▶ **Action item**:
How do the records below read from their first line through the line containing "into an explicit"? Write those lines out exactly.

******

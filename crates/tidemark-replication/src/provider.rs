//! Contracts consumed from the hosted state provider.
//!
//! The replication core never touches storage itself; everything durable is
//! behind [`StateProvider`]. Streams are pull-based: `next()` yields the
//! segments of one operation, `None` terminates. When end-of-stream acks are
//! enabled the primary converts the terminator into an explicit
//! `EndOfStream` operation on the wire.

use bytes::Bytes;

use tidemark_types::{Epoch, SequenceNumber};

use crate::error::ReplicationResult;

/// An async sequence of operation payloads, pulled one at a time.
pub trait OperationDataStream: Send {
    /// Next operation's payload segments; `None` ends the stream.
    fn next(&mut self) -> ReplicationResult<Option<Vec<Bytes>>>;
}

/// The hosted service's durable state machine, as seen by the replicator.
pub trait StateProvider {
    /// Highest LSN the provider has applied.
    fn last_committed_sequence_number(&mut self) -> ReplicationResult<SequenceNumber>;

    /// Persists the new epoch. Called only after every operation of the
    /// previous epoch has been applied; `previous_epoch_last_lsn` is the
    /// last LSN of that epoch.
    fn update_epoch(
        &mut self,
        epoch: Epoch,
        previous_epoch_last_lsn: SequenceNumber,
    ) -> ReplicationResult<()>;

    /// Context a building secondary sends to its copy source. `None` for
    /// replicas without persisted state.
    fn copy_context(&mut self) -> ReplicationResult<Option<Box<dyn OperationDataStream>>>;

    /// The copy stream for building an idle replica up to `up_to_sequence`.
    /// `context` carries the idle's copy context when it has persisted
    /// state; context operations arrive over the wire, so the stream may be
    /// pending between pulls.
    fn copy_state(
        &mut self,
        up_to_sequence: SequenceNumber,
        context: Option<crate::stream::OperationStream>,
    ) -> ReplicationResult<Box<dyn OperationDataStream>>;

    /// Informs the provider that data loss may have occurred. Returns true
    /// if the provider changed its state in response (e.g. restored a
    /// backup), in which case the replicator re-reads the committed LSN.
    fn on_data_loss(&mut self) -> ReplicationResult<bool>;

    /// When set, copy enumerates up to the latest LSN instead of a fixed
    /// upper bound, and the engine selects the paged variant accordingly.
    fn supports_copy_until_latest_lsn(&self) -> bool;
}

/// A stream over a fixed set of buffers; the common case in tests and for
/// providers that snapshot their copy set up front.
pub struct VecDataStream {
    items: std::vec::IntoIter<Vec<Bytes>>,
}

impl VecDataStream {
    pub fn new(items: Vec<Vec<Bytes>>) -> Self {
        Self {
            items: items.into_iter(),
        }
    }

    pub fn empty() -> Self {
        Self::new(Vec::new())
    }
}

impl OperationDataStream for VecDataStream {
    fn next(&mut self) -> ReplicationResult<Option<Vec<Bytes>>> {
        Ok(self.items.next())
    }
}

******

▶ **Solution to this exercise**:
filename crates/tidemark-replication/src/provider.rs
//! Contracts consumed from the hosted state provider.
//!
//! The replication core never touches storage itself; everything durable is
//! behind [`StateProvider`]. Streams are pull-based: `next()` yields the
//! segments of one operation, `None` terminates. When end-of-stream acks are
//! enabled the primary converts the terminator into an explicit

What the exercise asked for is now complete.